>>>>
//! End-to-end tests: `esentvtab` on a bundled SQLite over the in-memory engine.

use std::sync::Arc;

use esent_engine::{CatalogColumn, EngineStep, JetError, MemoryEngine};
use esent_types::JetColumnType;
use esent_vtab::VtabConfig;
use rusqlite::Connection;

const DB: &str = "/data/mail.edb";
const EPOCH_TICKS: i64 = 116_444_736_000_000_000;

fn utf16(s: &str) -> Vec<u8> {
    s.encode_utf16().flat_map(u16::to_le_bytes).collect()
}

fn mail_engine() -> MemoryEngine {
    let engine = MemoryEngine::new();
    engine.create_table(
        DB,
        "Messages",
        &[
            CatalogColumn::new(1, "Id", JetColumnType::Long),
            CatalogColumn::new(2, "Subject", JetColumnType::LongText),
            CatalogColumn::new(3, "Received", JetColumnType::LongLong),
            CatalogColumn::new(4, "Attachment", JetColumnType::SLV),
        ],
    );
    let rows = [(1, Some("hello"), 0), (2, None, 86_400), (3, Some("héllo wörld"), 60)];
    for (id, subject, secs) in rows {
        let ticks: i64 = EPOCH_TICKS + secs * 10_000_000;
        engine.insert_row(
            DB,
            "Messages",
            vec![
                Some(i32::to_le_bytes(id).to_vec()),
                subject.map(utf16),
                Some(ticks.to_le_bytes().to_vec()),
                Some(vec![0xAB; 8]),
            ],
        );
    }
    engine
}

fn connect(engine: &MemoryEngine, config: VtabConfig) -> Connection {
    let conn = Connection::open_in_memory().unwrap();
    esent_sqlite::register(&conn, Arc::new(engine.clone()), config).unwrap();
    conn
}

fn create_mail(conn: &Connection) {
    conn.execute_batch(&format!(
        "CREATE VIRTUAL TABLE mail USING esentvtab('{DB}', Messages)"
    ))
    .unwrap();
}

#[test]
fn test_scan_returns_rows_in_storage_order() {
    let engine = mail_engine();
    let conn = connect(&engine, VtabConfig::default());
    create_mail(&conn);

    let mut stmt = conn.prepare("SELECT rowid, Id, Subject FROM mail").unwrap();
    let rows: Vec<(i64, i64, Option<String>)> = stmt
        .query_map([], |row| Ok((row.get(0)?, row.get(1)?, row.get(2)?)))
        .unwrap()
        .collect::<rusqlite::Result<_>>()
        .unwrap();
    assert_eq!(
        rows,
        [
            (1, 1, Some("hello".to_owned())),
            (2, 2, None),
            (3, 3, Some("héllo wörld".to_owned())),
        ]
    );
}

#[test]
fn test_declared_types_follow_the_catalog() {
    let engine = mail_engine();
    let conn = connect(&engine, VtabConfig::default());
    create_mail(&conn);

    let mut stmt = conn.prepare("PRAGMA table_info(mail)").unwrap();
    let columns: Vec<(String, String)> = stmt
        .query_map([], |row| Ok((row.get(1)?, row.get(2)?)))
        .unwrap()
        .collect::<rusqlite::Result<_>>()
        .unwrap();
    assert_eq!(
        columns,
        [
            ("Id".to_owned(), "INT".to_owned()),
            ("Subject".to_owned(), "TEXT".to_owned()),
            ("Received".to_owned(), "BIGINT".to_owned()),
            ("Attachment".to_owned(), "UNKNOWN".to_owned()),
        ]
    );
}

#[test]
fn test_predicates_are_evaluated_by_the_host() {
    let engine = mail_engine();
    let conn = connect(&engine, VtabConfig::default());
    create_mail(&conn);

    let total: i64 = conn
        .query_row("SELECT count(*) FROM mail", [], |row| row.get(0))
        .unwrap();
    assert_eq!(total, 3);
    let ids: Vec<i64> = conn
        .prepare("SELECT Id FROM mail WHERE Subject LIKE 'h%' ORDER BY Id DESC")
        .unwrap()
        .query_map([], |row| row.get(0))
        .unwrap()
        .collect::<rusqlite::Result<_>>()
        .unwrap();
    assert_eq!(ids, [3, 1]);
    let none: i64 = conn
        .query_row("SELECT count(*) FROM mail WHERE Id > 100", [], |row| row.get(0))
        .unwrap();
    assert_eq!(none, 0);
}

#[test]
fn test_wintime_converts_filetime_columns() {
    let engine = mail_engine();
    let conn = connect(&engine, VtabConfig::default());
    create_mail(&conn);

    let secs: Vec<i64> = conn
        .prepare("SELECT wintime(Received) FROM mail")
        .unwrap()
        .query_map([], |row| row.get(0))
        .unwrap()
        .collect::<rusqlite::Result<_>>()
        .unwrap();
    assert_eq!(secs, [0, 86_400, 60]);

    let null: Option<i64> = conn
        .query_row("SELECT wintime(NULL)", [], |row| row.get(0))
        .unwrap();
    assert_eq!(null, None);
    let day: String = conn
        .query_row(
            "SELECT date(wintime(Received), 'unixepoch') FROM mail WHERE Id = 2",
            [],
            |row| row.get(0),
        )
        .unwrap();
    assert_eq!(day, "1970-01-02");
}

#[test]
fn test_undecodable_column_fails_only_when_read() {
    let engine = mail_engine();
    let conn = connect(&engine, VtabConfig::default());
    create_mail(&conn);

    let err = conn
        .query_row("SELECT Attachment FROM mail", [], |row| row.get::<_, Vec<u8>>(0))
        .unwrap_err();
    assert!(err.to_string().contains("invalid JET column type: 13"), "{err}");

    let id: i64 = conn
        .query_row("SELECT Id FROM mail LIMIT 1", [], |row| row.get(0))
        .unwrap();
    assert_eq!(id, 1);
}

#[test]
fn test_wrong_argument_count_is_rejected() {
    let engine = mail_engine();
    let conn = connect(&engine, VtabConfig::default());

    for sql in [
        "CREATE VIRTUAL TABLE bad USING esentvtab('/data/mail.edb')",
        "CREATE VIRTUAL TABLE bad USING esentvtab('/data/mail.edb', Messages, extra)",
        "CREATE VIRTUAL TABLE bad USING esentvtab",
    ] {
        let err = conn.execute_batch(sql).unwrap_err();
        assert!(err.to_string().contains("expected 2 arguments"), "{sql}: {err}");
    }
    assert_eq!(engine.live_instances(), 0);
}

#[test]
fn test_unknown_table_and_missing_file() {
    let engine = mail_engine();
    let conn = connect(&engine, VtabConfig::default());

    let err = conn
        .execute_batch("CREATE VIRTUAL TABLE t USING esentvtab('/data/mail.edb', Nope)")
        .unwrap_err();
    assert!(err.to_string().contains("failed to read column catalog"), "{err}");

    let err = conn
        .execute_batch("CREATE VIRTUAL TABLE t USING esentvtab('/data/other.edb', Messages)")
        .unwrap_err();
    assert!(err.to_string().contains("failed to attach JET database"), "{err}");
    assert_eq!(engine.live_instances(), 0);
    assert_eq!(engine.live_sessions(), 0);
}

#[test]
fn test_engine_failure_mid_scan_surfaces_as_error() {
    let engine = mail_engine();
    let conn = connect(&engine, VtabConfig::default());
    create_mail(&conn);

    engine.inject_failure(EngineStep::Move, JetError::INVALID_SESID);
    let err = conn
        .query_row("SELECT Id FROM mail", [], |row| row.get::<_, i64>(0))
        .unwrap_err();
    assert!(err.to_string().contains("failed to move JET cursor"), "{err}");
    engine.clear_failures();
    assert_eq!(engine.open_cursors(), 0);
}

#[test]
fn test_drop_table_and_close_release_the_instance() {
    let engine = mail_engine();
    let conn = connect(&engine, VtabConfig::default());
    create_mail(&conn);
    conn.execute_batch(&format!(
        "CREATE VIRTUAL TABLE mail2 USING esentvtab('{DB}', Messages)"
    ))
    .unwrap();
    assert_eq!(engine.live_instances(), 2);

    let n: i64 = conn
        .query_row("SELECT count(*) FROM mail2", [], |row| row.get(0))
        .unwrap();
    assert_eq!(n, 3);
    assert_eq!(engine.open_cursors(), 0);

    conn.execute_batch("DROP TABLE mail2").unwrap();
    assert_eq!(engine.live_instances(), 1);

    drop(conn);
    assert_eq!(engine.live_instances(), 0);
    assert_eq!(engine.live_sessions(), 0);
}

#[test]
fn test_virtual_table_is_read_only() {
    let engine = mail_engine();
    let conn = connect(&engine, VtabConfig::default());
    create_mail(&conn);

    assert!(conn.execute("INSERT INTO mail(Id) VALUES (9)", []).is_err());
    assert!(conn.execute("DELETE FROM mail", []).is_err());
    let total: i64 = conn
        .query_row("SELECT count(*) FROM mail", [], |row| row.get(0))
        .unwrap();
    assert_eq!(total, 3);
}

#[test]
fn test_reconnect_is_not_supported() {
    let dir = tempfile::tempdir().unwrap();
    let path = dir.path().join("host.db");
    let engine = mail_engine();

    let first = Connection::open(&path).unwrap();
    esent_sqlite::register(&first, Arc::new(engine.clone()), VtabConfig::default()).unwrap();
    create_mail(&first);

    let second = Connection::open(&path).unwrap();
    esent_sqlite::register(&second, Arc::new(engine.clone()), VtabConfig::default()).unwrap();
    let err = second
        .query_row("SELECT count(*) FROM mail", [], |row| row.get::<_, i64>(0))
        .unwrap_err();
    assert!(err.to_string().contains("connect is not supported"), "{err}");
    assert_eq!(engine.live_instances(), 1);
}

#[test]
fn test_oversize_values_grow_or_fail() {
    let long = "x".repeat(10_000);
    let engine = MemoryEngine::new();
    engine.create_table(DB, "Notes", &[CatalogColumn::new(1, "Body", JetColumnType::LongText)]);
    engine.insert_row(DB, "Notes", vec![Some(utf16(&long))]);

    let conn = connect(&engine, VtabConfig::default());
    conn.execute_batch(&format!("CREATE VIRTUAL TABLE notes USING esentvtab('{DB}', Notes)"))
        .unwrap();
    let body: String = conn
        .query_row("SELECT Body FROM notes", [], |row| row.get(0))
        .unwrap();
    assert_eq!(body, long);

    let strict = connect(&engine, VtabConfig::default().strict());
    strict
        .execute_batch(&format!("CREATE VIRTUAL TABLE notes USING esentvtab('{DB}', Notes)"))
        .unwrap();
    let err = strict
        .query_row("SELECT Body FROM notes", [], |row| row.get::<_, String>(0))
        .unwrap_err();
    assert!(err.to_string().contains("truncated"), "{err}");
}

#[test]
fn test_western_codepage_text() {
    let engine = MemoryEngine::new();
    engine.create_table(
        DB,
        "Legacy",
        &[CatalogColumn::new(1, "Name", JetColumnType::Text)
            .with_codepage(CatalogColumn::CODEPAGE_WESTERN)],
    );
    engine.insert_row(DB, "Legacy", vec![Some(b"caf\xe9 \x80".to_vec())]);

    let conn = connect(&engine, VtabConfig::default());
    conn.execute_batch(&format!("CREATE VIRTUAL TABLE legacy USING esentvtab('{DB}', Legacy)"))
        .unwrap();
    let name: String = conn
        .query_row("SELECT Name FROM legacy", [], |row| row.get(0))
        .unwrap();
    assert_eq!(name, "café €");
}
<<<<
EXERCISE PROMPT:
Which lines of the records contain the word "register"? Copy each of them.

TASK SOLUTION:
    esent_sqlite::register(&conn, Arc::new(engine.clone()), config).unwrap();
    esent_sqlite::register(&first, Arc::new(engine.clone()), VtabConfig::default()).unwrap();
    esent_sqlite::register(&second, Arc::new(engine.clone()), VtabConfig::default()).unwrap();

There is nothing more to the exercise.